Yの悲劇につづいて読んだ、バーナビー・ロス名義での最初の作品。日本では乱歩がYの方を絶賛したためにそちらの方が有名かつ人気があるけど、西欧ではこちらのXの方が評価が高い。日本ではYのようなちょっとドロドロした事件の方が当時受けがよかったせいもあるとのこと。
ただ、日本人がそういう「怪奇」趣味だったとはいえ、確かにYはドロドロだけども怪奇ではないと思う。もちろん当時の人にとって、結末のあの事実を怪奇と見ればそう見えなくもないけども。

Xの方はむしろ「正統派」というか、ちょっと凶器が異様とはいえ、事件自体は普通の殺人だという所がYと違ってみえました。

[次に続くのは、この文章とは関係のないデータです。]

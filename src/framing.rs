//! Wire-format constants and frame headers for the Snappy framing format.
//!
//! Every frame is `[1-byte chunk type | 3-byte little-endian length | data]`.
//! Data frames (compressed and uncompressed) start their data section with a
//! 4-byte masked CRC32-C of the decoded block.

use crate::error::{mid_frame, Error, Result};
use std::io::{self, Read};

/// Maximum number of decoded bytes carried by one data frame.
pub const MAX_BLOCK_SIZE: usize = 65536;

/// Size of the masked checksum that prefixes every data frame's block.
pub const CHECKSUM_SIZE: usize = 4;

/// Largest input slice the writer places in a single frame.
pub const MAX_BLOCK_INPUT_SIZE: usize = MAX_BLOCK_SIZE - CHECKSUM_SIZE;

/// Worst-case Snappy encoding of a `MAX_BLOCK_SIZE` block.
pub const MAX_COMPRESSED_BLOCK_SIZE: usize = 32 + MAX_BLOCK_SIZE + MAX_BLOCK_SIZE / 6;

/// Largest data section a reader accepts for a data frame (checksum included).
pub const MAX_FRAME_DATA_LEN: usize = MAX_COMPRESSED_BLOCK_SIZE + CHECKSUM_SIZE;

/// Largest value representable by the 3-byte length field.
pub const MAX_FRAME_LEN_FIELD: usize = (1 << 24) - 1;

/// Chunk type byte plus 3-byte length.
pub const HEADER_SIZE: usize = 4;

/// Header plus checksum, as emitted in front of every data block.
pub const DATA_HEADER_SIZE: usize = HEADER_SIZE + CHECKSUM_SIZE;

/// Payload of the stream identifier frame.
pub const STREAM_IDENTIFIER_BODY: [u8; 6] = *b"sNaPpY";

/// The complete stream identifier frame, header included.
pub const STREAM_IDENTIFIER: [u8; 10] = [0xff, 0x06, 0x00, 0x00, b's', b'N', b'a', b'P', b'p', b'Y'];

/// The type tag of a frame.
#[derive(Debug, Clone, Copy, PartialEq, Eq, Hash)]
pub enum ChunkType {
    /// 0x00: Snappy-compressed block.
    Compressed,
    /// 0x01: raw block.
    Uncompressed,
    /// 0x02..=0x7f: reserved, must not be skipped.
    Unskippable(u8),
    /// 0x80..=0xfd: reserved, skipped without inspection.
    Skippable(u8),
    /// 0xfe: padding, skipped without inspection.
    Padding,
    /// 0xff: stream identifier.
    StreamIdentifier,
}

impl ChunkType {
    /// Wire tag for this chunk type.
    pub fn to_byte(self) -> u8 {
        match self {
            ChunkType::Compressed => 0x00,
            ChunkType::Uncompressed => 0x01,
            ChunkType::Unskippable(b) | ChunkType::Skippable(b) => b,
            ChunkType::Padding => 0xfe,
            ChunkType::StreamIdentifier => 0xff,
        }
    }
}

impl From<u8> for ChunkType {
    fn from(b: u8) -> Self {
        match b {
            0x00 => ChunkType::Compressed,
            0x01 => ChunkType::Uncompressed,
            0x02..=0x7f => ChunkType::Unskippable(b),
            0x80..=0xfd => ChunkType::Skippable(b),
            0xfe => ChunkType::Padding,
            0xff => ChunkType::StreamIdentifier,
        }
    }
}

impl From<ChunkType> for u8 {
    fn from(t: ChunkType) -> u8 {
        t.to_byte()
    }
}

/// A decoded 4-byte frame header.
#[derive(Debug, Clone, Copy, PartialEq, Eq)]
pub struct FrameHeader {
    pub chunk_type: ChunkType,
    /// Length of the data section that follows the header.
    pub len: usize,
}

impl FrameHeader {
    pub fn new(chunk_type: ChunkType, len: usize) -> Self {
        Self { chunk_type, len }
    }

    pub fn parse(bytes: [u8; HEADER_SIZE]) -> Self {
        let len = u32::from_le_bytes([bytes[1], bytes[2], bytes[3], 0]) as usize;
        Self {
            chunk_type: ChunkType::from(bytes[0]),
            len,
        }
    }

    /// Encodes the header, rejecting lengths the 3-byte field cannot hold.
    pub fn to_bytes(&self) -> Result<[u8; HEADER_SIZE]> {
        if self.len > MAX_FRAME_LEN_FIELD {
            return Err(Error::block_too_large(self.len, MAX_FRAME_LEN_FIELD));
        }
        let len = (self.len as u32).to_le_bytes();
        Ok([self.chunk_type.to_byte(), len[0], len[1], len[2]])
    }

    /// Reads the next header.
    ///
    /// Returns Ok(None) on clean EOF (no header byte available). A header cut
    /// short after its first byte is `Error::UnexpectedEof`.
    pub fn read_from<R: Read>(reader: &mut R) -> Result<Option<Self>> {
        let mut bytes = [0u8; HEADER_SIZE];
        let mut filled = 0;
        while filled < HEADER_SIZE {
            match reader.read(&mut bytes[filled..]) {
                Ok(0) if filled == 0 => return Ok(None),
                Ok(0) => return Err(Error::UnexpectedEof),
                Ok(n) => filled += n,
                Err(e) if e.kind() == io::ErrorKind::Interrupted => continue,
                Err(e) => return Err(e.into()),
            }
        }
        Ok(Some(Self::parse(bytes)))
    }
}

/// Builds the `[type | length | masked checksum]` prefix of a data frame.
pub fn data_frame_header(
    chunk_type: ChunkType,
    masked_checksum: u32,
    block_len: usize,
) -> Result<[u8; DATA_HEADER_SIZE]> {
    let header = FrameHeader::new(chunk_type, block_len + CHECKSUM_SIZE).to_bytes()?;
    let mut out = [0u8; DATA_HEADER_SIZE];
    out[..HEADER_SIZE].copy_from_slice(&header);
    out[HEADER_SIZE..].copy_from_slice(&masked_checksum.to_le_bytes());
    Ok(out)
}

/// Reads and drops exactly `len` bytes without buffering them.
pub fn discard<R: Read>(reader: &mut R, len: usize) -> Result<()> {
    let skipped = io::copy(&mut reader.take(len as u64), &mut io::sink()).map_err(mid_frame)?;
    if skipped != len as u64 {
        return Err(Error::UnexpectedEof);
    }
    Ok(())
}

#[cfg(test)]
mod tests {
    use super::*;
    use std::io::Cursor;

    #[test]
    fn test_chunk_type_ranges() {
        assert_eq!(ChunkType::from(0x00), ChunkType::Compressed);
        assert_eq!(ChunkType::from(0x01), ChunkType::Uncompressed);
        assert_eq!(ChunkType::from(0x02), ChunkType::Unskippable(0x02));
        assert_eq!(ChunkType::from(0x7f), ChunkType::Unskippable(0x7f));
        assert_eq!(ChunkType::from(0x80), ChunkType::Skippable(0x80));
        assert_eq!(ChunkType::from(0xfd), ChunkType::Skippable(0xfd));
        assert_eq!(ChunkType::from(0xfe), ChunkType::Padding);
        assert_eq!(ChunkType::from(0xff), ChunkType::StreamIdentifier);
    }

    #[test]
    fn test_chunk_type_byte_is_preserved() {
        for b in 0..=u8::MAX {
            assert_eq!(ChunkType::from(b).to_byte(), b);
        }
    }

    #[test]
    fn test_header_layout() {
        let bytes = FrameHeader::new(ChunkType::Padding, 0x012345).to_bytes().unwrap();
        assert_eq!(bytes, [0xfe, 0x45, 0x23, 0x01]);
        assert_eq!(
            FrameHeader::parse(bytes),
            FrameHeader::new(ChunkType::Padding, 0x012345)
        );
    }

    #[test]
    fn test_header_rejects_oversized_length() {
        let result = FrameHeader::new(ChunkType::Compressed, 1 << 24).to_bytes();
        assert!(matches!(result, Err(Error::BlockTooLarge { .. })));
    }

    #[test]
    fn test_stream_identifier_is_a_valid_frame() {
        let header = FrameHeader::parse([
            STREAM_IDENTIFIER[0],
            STREAM_IDENTIFIER[1],
            STREAM_IDENTIFIER[2],
            STREAM_IDENTIFIER[3],
        ]);
        assert_eq!(header.chunk_type, ChunkType::StreamIdentifier);
        assert_eq!(header.len, STREAM_IDENTIFIER_BODY.len());
        assert_eq!(&STREAM_IDENTIFIER[HEADER_SIZE..], &STREAM_IDENTIFIER_BODY);
    }

    #[test]
    fn test_data_frame_header() {
        let out = data_frame_header(ChunkType::Compressed, 0xdead_beef, 6).unwrap();
        assert_eq!(out, [0x00, 10, 0, 0, 0xef, 0xbe, 0xad, 0xde]);
    }

    #[test]
    fn test_read_header_clean_eof() {
        let mut cur = Cursor::new(Vec::<u8>::new());
        assert!(FrameHeader::read_from(&mut cur).unwrap().is_none());
    }

    #[test]
    fn test_read_header_truncated() {
        let mut cur = Cursor::new(vec![0xff, 0x06]);
        assert!(matches!(
            FrameHeader::read_from(&mut cur),
            Err(Error::UnexpectedEof)
        ));
    }

    #[test]
    fn test_discard() {
        let mut cur = Cursor::new(vec![1u8, 2, 3, 4, 5]);
        discard(&mut cur, 3).unwrap();
        assert_eq!(cur.position(), 3);
        assert!(matches!(discard(&mut cur, 3), Err(Error::UnexpectedEof)));
    }

    #[test]
    fn test_limits_are_consistent() {
        assert_eq!(MAX_COMPRESSED_BLOCK_SIZE, snap::raw::max_compress_len(MAX_BLOCK_SIZE));
        assert!(MAX_FRAME_DATA_LEN <= MAX_FRAME_LEN_FIELD);
        assert!(snap::raw::max_compress_len(MAX_BLOCK_INPUT_SIZE) + CHECKSUM_SIZE <= MAX_FRAME_DATA_LEN);
    }
}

ミステリー小説の中央を走っている感じ。
で、その殺人なのだけども、前述の通り凶器がちょっとおもしろい。でも、実際はそれだけで、人ゴミの中の殺人という不確定さ(密室と正反対の空間)、その後の取調べの気だるさが緊張感を削いでいるように感じられました。
さすがだな、と思ったのはやはり最後の犯人特定シーン。ここは訳し方も上手だったと思います。もちろん、犯人の正体も結構意外です。

XYZ、そして「ドルリイ・レーン最後の事件」とシリーズ物ですが、事件の内容自体にはそんなに共通項はありません。むしろ毎回趣向を変えてくれてるので飽きませんでした。
そういう事で、あまりどっちが面白いという感想はないのですが、Yほどの衝撃度はやっぱりなかったです。